• **Action item**
Only some lines are wanted. Transcribe, exactly, the lines below from the line with "to scan cache" up to and including the line with "let mut config".

(Dataset entries)
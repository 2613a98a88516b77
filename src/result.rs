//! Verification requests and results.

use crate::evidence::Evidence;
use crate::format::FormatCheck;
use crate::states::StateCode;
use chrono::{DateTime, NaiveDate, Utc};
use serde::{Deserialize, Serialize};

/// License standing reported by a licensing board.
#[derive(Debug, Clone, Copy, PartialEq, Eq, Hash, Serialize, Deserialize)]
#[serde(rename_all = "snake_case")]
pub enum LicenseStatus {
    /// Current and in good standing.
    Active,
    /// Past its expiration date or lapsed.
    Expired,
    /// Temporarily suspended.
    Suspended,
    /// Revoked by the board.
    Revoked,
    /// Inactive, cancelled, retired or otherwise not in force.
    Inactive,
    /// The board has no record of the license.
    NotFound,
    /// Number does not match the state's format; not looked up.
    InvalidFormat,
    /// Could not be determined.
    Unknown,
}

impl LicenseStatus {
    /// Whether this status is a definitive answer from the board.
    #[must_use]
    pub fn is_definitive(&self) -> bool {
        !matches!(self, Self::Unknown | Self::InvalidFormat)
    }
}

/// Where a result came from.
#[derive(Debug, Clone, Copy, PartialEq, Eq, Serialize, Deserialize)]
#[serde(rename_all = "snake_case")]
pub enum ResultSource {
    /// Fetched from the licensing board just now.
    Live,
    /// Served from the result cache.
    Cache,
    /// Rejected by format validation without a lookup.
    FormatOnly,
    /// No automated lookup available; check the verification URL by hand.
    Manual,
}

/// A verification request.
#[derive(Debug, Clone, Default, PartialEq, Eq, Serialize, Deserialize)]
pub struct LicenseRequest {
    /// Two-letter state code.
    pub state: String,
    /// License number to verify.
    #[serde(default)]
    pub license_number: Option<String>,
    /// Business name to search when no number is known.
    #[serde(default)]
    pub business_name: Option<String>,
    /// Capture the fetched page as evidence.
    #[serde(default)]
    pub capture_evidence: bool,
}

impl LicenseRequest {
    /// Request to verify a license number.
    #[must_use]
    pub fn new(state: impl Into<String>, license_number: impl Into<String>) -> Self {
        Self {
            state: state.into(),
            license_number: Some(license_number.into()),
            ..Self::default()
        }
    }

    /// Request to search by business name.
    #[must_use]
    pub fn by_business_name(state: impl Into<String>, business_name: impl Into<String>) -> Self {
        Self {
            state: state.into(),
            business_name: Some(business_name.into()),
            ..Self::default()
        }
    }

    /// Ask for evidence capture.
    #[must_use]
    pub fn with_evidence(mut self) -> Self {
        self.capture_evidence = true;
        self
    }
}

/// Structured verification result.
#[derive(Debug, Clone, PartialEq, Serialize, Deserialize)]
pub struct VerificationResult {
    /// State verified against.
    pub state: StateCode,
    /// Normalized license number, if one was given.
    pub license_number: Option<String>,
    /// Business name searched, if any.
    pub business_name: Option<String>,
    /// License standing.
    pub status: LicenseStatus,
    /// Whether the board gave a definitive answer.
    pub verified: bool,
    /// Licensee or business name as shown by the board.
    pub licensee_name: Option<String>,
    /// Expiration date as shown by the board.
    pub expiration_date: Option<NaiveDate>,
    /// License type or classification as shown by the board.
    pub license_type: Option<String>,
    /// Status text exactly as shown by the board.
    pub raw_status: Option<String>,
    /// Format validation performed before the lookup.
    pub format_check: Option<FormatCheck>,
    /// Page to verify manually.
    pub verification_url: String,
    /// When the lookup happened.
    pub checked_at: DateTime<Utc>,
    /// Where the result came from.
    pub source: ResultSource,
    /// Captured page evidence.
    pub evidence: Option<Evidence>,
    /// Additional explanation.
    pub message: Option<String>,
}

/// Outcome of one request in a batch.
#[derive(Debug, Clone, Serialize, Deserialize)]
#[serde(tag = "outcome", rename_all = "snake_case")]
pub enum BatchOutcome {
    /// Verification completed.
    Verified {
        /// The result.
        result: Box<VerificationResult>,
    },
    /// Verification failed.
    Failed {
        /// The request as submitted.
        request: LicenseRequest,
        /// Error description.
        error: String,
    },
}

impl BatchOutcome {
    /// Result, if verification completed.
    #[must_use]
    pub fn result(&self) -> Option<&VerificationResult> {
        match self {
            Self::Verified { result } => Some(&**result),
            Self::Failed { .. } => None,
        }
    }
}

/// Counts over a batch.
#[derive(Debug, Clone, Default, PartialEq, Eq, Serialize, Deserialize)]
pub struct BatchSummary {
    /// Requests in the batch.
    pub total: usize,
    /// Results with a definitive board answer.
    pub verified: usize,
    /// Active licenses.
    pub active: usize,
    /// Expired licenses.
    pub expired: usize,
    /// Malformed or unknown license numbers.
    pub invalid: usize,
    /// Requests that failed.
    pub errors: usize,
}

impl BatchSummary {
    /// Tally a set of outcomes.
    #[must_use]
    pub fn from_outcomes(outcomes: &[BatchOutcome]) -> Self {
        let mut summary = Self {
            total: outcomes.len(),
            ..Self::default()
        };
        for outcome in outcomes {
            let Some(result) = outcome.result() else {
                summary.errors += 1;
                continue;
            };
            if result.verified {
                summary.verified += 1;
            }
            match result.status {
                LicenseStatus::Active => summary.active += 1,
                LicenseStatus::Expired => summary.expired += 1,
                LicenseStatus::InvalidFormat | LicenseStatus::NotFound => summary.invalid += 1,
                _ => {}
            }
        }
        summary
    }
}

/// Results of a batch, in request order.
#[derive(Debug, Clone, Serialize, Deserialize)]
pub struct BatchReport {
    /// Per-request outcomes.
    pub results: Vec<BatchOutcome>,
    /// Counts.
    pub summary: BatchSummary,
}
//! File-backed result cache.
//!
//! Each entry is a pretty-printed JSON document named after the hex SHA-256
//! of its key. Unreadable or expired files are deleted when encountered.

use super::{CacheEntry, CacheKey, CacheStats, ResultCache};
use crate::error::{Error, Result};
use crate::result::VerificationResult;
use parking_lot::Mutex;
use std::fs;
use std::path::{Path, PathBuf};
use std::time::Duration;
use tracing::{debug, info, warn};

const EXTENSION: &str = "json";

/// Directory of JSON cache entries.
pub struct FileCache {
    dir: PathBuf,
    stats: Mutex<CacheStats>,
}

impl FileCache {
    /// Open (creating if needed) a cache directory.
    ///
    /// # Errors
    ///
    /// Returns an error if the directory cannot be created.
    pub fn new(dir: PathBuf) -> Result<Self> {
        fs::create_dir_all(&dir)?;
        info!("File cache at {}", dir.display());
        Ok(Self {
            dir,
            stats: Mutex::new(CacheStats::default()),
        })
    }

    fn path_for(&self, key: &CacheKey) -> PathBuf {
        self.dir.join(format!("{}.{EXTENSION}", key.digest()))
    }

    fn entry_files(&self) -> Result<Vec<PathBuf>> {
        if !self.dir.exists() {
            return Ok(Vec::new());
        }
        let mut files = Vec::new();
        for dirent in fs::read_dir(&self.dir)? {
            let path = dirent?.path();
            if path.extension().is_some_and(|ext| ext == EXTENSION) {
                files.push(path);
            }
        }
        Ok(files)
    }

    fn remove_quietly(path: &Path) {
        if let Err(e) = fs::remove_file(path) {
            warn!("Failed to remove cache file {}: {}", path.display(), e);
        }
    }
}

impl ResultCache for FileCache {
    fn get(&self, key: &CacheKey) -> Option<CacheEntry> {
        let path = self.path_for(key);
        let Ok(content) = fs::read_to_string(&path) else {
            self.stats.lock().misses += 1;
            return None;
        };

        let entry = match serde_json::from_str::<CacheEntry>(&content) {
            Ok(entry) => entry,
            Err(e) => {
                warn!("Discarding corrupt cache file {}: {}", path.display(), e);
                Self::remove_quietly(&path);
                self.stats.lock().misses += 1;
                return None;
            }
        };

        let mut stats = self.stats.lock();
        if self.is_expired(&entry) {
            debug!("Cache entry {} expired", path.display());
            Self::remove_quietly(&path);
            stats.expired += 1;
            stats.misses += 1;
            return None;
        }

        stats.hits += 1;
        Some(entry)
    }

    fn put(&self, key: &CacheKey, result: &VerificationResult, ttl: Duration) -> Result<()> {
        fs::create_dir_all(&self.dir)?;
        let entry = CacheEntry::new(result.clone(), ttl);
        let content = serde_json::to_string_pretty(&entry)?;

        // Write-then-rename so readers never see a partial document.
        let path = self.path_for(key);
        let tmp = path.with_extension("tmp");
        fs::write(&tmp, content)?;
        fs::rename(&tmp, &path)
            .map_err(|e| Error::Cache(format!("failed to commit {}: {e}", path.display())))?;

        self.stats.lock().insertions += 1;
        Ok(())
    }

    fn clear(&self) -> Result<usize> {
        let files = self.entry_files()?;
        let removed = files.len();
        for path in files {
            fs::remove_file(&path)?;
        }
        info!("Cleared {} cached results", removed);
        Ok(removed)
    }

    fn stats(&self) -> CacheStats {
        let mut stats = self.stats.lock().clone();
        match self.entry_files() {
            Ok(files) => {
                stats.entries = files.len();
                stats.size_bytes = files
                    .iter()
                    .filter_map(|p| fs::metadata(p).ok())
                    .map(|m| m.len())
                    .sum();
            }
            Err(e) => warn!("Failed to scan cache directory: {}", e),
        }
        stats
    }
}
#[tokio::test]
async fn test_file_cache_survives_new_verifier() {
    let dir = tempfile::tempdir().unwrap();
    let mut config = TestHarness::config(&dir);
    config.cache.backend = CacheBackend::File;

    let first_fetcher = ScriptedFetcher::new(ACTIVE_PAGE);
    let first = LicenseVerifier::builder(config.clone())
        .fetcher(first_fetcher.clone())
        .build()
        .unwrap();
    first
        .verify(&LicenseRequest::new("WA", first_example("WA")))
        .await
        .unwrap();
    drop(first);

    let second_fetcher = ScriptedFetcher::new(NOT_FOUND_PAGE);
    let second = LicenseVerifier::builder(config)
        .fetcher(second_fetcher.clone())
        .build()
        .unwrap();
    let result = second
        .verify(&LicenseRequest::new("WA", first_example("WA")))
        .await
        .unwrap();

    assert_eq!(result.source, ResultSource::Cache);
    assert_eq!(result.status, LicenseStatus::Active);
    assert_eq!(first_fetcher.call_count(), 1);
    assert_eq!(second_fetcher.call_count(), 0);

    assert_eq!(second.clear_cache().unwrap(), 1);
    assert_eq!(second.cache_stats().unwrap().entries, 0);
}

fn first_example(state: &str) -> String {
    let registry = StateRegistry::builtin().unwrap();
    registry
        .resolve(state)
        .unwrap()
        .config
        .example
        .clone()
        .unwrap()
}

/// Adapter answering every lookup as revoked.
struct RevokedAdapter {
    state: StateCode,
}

• **Result**
            Err(e) => warn!("Failed to scan cache directory: {}", e),
        }
        stats
    }
}
#[tokio::test]
async fn test_file_cache_survives_new_verifier() {
    let dir = tempfile::tempdir().unwrap();
    let mut config = TestHarness::config(&dir);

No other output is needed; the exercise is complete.